══ EXERCISE INPUTS

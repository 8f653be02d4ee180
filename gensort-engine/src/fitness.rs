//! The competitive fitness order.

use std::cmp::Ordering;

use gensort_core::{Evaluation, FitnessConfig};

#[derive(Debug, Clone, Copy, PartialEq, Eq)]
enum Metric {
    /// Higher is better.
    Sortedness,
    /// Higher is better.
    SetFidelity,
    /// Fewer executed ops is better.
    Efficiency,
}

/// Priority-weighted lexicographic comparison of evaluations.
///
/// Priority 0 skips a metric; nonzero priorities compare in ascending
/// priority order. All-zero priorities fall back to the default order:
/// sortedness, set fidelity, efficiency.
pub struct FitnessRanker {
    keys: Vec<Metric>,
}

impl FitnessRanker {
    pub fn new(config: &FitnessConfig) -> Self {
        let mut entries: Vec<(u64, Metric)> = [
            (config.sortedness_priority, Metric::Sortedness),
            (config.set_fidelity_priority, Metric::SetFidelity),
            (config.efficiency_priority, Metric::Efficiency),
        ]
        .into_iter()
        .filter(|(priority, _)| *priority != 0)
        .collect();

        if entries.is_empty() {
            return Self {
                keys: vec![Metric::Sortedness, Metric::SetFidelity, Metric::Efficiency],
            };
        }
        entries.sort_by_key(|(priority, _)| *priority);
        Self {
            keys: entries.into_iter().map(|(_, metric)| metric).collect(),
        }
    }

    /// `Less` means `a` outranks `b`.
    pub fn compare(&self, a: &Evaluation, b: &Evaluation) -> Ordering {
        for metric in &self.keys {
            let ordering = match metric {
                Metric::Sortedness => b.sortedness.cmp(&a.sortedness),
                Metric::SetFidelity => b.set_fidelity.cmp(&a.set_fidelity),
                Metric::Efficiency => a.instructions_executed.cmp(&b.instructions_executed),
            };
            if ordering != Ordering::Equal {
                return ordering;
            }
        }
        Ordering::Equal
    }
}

════

WORK ORDER: Take each line above that holds the string "compare" and copy it.

RESPONSE AREA:
/// Priority 0 skips a metric; nonzero priorities compare in ascending
    pub fn compare(&self, a: &Evaluation, b: &Evaluation) -> Ordering {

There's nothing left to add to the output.